■ **Supplied records**
BEGIN

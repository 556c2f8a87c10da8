use askama::Template;

#[derive(Template)]
#[template(path = "index.html")]
pub struct IndexTemplate {
    pub panel: String,
    pub busy: bool,
    pub queued: usize,
    pub slideshow: bool,
}

#[derive(Template)]
#[template(path = "converter.html")]
pub struct ConverterTemplate {
    pub panel: String,
    pub palette: bool,
    pub threshold: u8,
    pub threshold_offset: u8,
    pub saturation: String,
    pub accept: String,
}

#[derive(Template)]
#[template(path = "loader.html")]
pub struct LoaderTemplate {
    pub panel: String,
    pub width: u16,
    pub height: u16,
    pub accept: String,
}

#[derive(Template)]
#[template(path = "slideshow.html")]
pub struct SlideshowTemplate {
    pub panel: String,
    pub running: bool,
    pub images: usize,
    pub cadence_secs: u64,
}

END

■ **Work task**
Each record must be reproduced exactly. Keep every one.

■ **Expected answer**
repository 556c2f8a87c10da8
use askama::Template;

#[derive(Template)]
#[template(path = "index.html")]
pub struct IndexTemplate {
    pub panel: String,
    pub busy: bool,
    pub queued: usize,
    pub slideshow: bool,
}

#[derive(Template)]
#[template(path = "converter.html")]
pub struct ConverterTemplate {
    pub panel: String,
    pub palette: bool,
    pub threshold: u8,
    pub threshold_offset: u8,
    pub saturation: String,
    pub accept: String,
}

#[derive(Template)]
#[template(path = "loader.html")]
pub struct LoaderTemplate {
    pub panel: String,
    pub width: u16,
    pub height: u16,
    pub accept: String,
}

#[derive(Template)]
#[template(path = "slideshow.html")]
pub struct SlideshowTemplate {
    pub panel: String,
    pub running: bool,
    pub images: usize,
    pub cadence_secs: u64,
}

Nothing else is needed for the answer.